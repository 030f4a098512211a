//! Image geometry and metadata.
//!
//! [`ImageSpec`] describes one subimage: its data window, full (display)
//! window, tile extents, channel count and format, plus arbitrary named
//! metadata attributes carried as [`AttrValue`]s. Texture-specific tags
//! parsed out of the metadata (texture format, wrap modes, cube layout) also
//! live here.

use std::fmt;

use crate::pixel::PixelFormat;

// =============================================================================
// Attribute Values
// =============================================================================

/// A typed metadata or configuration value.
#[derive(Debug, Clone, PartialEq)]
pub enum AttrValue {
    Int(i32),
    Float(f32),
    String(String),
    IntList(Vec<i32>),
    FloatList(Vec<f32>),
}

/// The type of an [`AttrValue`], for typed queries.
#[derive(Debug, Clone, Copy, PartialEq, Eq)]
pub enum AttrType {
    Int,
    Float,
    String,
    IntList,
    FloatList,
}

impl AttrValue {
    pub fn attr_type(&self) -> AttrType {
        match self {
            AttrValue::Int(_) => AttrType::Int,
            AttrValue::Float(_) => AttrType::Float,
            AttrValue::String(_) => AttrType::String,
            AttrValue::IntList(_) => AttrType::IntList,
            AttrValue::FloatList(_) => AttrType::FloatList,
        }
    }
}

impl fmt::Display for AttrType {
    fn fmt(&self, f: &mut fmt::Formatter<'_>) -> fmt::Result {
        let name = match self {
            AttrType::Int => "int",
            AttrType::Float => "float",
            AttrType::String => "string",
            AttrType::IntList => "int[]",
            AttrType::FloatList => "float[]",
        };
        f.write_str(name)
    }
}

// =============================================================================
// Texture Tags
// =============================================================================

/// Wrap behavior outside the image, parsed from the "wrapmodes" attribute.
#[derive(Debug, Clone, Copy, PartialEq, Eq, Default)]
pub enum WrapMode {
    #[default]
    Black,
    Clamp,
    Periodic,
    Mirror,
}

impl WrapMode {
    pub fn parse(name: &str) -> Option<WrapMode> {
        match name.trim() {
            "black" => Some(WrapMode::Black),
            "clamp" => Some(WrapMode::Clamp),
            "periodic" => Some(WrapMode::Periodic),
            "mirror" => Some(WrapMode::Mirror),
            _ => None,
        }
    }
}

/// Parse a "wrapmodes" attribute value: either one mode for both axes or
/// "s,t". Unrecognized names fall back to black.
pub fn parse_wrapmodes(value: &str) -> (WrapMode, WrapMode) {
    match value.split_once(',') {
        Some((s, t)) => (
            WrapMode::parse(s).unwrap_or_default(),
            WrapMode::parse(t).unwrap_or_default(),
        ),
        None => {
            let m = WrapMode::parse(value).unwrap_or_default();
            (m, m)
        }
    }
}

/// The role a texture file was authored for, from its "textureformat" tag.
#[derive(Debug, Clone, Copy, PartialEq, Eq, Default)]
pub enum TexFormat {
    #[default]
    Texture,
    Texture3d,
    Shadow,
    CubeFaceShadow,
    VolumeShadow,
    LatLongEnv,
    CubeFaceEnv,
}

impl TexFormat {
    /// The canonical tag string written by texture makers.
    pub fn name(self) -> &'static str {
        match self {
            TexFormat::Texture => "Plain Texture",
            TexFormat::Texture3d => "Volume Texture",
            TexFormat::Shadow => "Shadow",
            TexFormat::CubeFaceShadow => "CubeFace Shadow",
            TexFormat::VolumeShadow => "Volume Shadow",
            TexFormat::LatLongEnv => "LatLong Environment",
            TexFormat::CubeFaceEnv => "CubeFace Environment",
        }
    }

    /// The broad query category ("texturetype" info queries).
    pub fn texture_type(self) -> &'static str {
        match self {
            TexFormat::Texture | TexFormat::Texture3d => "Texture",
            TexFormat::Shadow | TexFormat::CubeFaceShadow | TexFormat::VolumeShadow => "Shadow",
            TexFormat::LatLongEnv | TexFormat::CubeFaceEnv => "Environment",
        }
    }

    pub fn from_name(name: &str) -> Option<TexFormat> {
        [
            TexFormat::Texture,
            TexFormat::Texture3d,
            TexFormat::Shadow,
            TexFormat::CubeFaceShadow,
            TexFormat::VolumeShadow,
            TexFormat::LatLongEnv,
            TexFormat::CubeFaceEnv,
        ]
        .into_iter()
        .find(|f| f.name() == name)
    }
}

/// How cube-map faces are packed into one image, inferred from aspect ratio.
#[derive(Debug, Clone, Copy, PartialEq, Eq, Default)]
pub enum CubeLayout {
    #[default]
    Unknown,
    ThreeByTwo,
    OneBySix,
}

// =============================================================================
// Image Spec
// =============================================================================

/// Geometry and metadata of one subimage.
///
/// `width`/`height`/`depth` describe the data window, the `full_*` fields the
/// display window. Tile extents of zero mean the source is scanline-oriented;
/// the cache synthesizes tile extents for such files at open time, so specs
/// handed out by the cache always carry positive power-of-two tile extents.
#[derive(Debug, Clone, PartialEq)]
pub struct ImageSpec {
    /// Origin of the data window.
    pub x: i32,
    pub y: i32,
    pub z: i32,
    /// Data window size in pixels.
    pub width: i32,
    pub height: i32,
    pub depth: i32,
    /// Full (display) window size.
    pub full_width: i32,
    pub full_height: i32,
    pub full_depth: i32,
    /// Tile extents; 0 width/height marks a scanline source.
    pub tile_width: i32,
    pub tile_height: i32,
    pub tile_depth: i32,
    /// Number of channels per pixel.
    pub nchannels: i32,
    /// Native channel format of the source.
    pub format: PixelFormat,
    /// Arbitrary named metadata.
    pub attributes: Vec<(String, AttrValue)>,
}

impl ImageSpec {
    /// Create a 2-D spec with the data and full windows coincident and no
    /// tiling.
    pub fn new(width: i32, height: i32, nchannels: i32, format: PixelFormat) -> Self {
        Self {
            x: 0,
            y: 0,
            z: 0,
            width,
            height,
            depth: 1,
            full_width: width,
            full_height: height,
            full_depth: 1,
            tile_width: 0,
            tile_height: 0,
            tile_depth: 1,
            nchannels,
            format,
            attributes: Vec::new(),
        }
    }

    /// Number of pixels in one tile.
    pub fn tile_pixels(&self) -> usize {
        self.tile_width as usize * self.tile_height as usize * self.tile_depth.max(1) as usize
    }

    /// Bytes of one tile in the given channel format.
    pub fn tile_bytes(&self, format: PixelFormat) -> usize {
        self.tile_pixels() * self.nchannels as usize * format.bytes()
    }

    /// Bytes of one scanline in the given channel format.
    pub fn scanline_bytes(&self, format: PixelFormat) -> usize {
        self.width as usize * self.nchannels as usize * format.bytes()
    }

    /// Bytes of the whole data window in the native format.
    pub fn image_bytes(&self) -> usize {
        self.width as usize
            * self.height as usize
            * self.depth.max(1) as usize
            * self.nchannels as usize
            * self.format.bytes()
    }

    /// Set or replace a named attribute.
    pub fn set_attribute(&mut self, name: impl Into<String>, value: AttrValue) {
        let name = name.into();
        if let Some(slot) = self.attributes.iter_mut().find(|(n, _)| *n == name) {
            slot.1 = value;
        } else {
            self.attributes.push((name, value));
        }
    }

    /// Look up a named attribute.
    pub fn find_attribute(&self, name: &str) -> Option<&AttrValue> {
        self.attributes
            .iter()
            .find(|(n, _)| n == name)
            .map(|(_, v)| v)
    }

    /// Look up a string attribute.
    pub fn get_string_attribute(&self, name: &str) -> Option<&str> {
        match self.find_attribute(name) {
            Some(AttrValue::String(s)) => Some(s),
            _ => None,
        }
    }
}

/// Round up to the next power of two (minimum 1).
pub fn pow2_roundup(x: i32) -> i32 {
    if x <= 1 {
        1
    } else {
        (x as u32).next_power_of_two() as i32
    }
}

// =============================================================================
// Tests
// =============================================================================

++++++++++

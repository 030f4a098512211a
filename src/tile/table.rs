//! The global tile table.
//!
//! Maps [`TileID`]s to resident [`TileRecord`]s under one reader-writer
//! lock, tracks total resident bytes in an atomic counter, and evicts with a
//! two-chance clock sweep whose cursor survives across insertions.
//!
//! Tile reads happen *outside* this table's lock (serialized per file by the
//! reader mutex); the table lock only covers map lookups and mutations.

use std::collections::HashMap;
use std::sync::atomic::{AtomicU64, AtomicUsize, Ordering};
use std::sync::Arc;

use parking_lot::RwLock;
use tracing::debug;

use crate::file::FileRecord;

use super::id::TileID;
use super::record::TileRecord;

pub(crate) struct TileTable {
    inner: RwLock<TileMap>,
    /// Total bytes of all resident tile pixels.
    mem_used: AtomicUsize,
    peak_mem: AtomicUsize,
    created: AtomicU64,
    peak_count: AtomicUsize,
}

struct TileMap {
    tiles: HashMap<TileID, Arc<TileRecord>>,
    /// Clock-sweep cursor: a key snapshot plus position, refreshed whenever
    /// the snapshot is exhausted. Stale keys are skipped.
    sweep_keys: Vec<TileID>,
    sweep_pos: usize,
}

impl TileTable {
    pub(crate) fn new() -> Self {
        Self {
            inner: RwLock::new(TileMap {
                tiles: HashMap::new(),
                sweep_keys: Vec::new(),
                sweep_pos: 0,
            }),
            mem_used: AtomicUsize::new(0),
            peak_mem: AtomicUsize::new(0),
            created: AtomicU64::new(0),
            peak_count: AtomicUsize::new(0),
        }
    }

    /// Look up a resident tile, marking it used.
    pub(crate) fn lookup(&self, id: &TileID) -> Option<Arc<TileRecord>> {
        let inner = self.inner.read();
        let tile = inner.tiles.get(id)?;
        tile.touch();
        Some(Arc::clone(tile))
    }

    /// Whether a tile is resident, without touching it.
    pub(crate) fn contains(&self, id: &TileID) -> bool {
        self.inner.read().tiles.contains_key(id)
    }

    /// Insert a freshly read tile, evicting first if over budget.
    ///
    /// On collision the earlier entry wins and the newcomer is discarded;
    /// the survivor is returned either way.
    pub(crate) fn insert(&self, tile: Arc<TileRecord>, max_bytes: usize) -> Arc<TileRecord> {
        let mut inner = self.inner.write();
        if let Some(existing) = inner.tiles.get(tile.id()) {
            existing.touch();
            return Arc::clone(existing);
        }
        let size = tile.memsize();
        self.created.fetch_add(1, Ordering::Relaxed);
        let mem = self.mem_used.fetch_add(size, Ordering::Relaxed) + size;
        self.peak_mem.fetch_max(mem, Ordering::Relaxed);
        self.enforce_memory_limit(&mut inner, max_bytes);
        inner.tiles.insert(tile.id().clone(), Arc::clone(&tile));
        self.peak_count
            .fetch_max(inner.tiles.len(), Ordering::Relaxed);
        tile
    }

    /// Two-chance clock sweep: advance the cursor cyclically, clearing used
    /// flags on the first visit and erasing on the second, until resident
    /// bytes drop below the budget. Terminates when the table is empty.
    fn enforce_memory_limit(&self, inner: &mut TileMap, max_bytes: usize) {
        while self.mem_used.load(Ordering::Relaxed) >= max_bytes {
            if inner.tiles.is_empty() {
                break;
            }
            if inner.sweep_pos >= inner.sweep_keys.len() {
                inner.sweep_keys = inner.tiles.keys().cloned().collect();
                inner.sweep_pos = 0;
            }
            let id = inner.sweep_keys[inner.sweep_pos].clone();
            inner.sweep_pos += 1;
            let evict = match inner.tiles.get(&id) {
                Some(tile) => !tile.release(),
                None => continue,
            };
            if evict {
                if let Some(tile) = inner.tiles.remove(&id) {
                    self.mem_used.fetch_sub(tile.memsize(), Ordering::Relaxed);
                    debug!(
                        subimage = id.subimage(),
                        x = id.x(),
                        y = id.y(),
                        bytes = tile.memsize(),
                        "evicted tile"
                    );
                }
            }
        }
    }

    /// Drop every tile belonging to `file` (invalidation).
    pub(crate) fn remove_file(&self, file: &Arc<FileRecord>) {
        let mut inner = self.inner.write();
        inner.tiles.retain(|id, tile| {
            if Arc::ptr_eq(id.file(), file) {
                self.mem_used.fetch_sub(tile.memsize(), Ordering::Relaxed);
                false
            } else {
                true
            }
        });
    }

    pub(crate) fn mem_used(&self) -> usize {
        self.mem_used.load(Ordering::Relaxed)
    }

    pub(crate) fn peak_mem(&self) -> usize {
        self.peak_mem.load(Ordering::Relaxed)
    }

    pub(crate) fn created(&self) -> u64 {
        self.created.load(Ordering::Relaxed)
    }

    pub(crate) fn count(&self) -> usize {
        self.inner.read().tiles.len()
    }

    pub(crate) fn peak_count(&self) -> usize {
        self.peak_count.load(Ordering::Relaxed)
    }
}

++++++++++

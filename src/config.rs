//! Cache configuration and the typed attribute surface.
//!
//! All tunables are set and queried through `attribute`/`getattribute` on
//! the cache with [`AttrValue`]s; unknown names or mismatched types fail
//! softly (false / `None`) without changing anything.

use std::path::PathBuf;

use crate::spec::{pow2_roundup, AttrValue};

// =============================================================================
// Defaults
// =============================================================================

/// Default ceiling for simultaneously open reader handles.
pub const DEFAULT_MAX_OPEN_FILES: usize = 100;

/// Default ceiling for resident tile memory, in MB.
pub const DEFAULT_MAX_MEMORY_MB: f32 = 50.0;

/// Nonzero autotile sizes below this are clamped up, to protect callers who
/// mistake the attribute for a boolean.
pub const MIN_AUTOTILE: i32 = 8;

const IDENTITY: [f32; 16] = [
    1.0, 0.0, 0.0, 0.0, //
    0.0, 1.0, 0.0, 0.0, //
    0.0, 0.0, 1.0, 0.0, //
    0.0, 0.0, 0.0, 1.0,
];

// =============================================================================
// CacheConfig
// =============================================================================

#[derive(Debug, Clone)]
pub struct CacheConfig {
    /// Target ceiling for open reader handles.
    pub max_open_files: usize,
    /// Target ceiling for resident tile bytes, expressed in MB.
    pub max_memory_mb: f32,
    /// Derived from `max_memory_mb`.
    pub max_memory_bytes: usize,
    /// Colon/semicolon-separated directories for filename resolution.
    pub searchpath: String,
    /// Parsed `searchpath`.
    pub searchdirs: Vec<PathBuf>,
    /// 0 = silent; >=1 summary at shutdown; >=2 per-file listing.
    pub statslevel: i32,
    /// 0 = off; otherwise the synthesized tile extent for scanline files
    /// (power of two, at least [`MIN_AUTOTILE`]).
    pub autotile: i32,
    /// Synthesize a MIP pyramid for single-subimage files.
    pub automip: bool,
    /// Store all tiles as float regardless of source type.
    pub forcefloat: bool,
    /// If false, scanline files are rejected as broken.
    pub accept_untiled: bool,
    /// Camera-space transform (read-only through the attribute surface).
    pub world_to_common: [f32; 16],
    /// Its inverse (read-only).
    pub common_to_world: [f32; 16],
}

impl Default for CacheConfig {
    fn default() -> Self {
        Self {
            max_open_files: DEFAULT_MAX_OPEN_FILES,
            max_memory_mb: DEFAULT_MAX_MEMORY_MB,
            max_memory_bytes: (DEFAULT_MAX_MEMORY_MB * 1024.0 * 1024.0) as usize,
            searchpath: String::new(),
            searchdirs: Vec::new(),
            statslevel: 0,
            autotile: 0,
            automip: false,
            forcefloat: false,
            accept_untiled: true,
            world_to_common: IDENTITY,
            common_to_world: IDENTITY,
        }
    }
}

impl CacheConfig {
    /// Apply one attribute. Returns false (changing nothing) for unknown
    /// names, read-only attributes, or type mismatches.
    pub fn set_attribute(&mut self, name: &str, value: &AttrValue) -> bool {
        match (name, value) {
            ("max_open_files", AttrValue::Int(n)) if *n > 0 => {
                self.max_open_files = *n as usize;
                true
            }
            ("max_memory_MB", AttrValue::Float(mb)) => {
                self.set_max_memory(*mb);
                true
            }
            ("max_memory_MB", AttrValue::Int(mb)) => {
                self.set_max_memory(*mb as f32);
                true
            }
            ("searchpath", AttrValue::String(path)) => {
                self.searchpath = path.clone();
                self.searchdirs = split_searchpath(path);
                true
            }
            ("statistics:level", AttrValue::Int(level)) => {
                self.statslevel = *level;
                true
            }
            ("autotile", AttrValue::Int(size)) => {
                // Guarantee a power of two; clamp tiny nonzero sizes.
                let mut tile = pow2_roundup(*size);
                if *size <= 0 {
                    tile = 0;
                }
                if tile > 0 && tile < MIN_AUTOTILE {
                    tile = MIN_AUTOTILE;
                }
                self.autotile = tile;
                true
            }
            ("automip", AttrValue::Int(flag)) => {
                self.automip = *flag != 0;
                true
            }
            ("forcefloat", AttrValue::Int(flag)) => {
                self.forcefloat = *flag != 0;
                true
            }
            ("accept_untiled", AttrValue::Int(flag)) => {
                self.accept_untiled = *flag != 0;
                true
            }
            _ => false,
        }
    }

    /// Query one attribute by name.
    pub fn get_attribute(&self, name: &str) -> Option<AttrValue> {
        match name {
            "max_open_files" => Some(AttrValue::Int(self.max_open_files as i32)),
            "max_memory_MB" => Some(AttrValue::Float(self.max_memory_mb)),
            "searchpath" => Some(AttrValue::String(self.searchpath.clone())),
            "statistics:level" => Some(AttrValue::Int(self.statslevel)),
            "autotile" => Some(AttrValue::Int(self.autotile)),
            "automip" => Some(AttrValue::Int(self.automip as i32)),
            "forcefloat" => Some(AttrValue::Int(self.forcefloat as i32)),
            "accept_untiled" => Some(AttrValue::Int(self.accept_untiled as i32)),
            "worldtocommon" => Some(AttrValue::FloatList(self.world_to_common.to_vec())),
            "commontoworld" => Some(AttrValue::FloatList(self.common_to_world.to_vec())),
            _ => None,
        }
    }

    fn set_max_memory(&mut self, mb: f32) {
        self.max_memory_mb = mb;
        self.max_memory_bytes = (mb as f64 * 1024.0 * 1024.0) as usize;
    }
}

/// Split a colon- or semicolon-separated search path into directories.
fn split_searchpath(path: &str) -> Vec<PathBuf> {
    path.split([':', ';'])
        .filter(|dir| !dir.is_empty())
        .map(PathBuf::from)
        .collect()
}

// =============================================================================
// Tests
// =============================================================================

++++++++++

* **TRY IT**: Find the lines above that contain the word "extents" and collect them.

* **FINISHED EXERCISE**:
//! window, tile extents, channel count and format, plus arbitrary named
/// display window. Tile extents of zero mean the source is scanline-oriented;
/// the cache synthesizes tile extents for such files at open time, so specs
/// handed out by the cache always carry positive power-of-two tile extents.
    /// Tile extents; 0 width/height marks a scanline source.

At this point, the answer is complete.